Exercise objective:
Scan the data below for the string "send". Show every line where it turns up.

Stored data entries:

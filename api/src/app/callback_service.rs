//! Payment callback processor
//!
//! Handles gateway webhook deliveries. Gateways deliver at least once, so every
//! delivery may duplicate an earlier one; processing is idempotent by
//! construction instead of by deduplication bookkeeping:
//!
//! 1. transport fingerprint check (nothing else runs on failure)
//! 2. payload shape check
//! 3. signature check
//! 4. gateway status → canonical order status
//! 5. atomic append-transaction-and-set-status on the ledger
//! 6. non-paid outcomes stop here
//! 7. set-union entitlement grant (failures propagate, the gateway retries)
//! 8. best-effort confirmation mail on a detached task, dispatched by whichever
//!    delivery first claims the order's confirmation marker after a successful grant

use std::sync::Arc;

use tokio::task::JoinHandle;

use crate::app::access_service::AccessService;
use crate::app::gateway_registry::GatewayRegistry;
use crate::domain::entities::{Order, OrderId, OrderStatus, Transaction};
use crate::domain::ports::{
    GatewayKind, ModuleRepository, Notifier, OfferRepository, OrderRepository, StudentRepository,
};
use crate::error::{AppError, GatewayError};

/// What a delivery did
#[derive(Debug)]
pub struct CallbackResult {
    pub order_id: OrderId,
    pub status: OrderStatus,
    pub access_granted: bool,
    /// Handle of the spawned confirmation mail, if one was dispatched
    pub notification: Option<JoinHandle<()>>,
}

pub struct CallbackService<OR, SR, FR, MR, N>
where
    OR: OrderRepository,
    SR: StudentRepository,
    FR: OfferRepository,
    MR: ModuleRepository,
    N: Notifier + 'static,
{
    orders: Arc<OR>,
    access: Arc<AccessService<SR, FR, MR>>,
    gateways: Arc<GatewayRegistry>,
    notifier: Arc<N>,
}

impl<OR, SR, FR, MR, N> CallbackService<OR, SR, FR, MR, N>
where
    OR: OrderRepository,
    SR: StudentRepository,
    FR: OfferRepository,
    MR: ModuleRepository,
    N: Notifier + 'static,
{
    pub fn new(
        orders: Arc<OR>,
        access: Arc<AccessService<SR, FR, MR>>,
        gateways: Arc<GatewayRegistry>,
        notifier: Arc<N>,
    ) -> Self {
        Self {
            orders,
            access,
            gateways,
            notifier,
        }
    }

    /// Process one webhook delivery.
    ///
    /// `client_identity` is the transport fingerprint the caller declared.
    pub async fn process(
        &self,
        kind: GatewayKind,
        client_identity: Option<&str>,
        body: &[u8],
    ) -> Result<CallbackResult, AppError> {
        let gateway = self.gateways.get(kind)?;

        if let Err(e) = gateway.authenticate(client_identity) {
            tracing::warn!(
                gateway = %kind,
                client_identity = ?client_identity,
                "Callback transport fingerprint rejected"
            );
            return Err(e.into());
        }

        let callback = gateway.parse_callback(body).map_err(|e| {
            tracing::warn!(gateway = %kind, error = %e, "Malformed callback payload");
            e
        })?;

        if callback.kind() != kind {
            return Err(GatewayError::InvalidInput(format!(
                "{} payload delivered to {} endpoint",
                callback.kind(),
                kind
            ))
            .into());
        }

        if let Err(e) = gateway.validate_callback(&callback) {
            tracing::warn!(
                gateway = %kind,
                order_id = %callback.order_id,
                "Callback signature mismatch"
            );
            return Err(e.into());
        }

        let outcome = gateway.outcome(&callback);
        let status = outcome.order_status();

        let order = self
            .orders
            .add_transaction(
                &callback.order_id,
                &Transaction::new(status, callback.raw_payload.clone()),
            )
            .await?;

        tracing::info!(
            order_id = %order.id,
            gateway = %kind,
            outcome = ?outcome,
            status = %status,
            transactions = order.transactions.len(),
            "Callback recorded"
        );

        if status != OrderStatus::Paid {
            return Ok(CallbackResult {
                order_id: order.id,
                status,
                access_granted: false,
                notification: None,
            });
        }

        self.access
            .give_access_to_offer(&order.student.id, &order.offer.id)
            .await
            .map_err(|e| {
                tracing::error!(
                    order_id = %order.id,
                    student_id = %order.student.id,
                    error = %e,
                    "Access grant failed after payment"
                );
                e
            })?;

        let notification = if self.orders.claim_confirmation(&order.id).await? {
            Some(self.dispatch_confirmation(&order))
        } else {
            tracing::debug!(order_id = %order.id, "Confirmation already dispatched");
            None
        };

        Ok(CallbackResult {
            order_id: order.id,
            status,
            access_granted: true,
            notification,
        })
    }

    fn dispatch_confirmation(&self, order: &Order) -> JoinHandle<()> {
        let notifier = self.notifier.clone();
        let order_id = order.id;
        let to = order.student.email.clone();
        let (subject, body) = purchase_confirmation(order);

        tokio::spawn(async move {
            match notifier.send(&to, &subject, &body).await {
                Ok(()) => tracing::debug!(order_id = %order_id, "Purchase confirmation sent"),
                Err(e) => tracing::warn!(
                    order_id = %order_id,
                    error = %e,
                    "Failed to send purchase confirmation"
                ),
            }
        })
    }
}

/// Render minor units as a two-decimal amount
fn format_amount(amount: u64, currency: &str) -> String {
    format!("{}.{:02} {}", amount / 100, amount % 100, currency)
}

/// Subject and plain-text body of the purchase confirmation
pub fn purchase_confirmation(order: &Order) -> (String, String) {
    let subject = format!("Purchase confirmed: {}", order.offer.name);
    let body = format!(
        "Hi {},\n\n\
         Your payment of {} for \"{}\" was received and your access is now active.\n\n\
         Order: {}\n",
        order.student.name,
        format_amount(order.amount, &order.currency),
        order.offer.name,
        order.id,
    );
    (subject, body)
}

Solved problem:
            match notifier.send(&to, &subject, &body).await {
                    "Failed to send purchase confirmation"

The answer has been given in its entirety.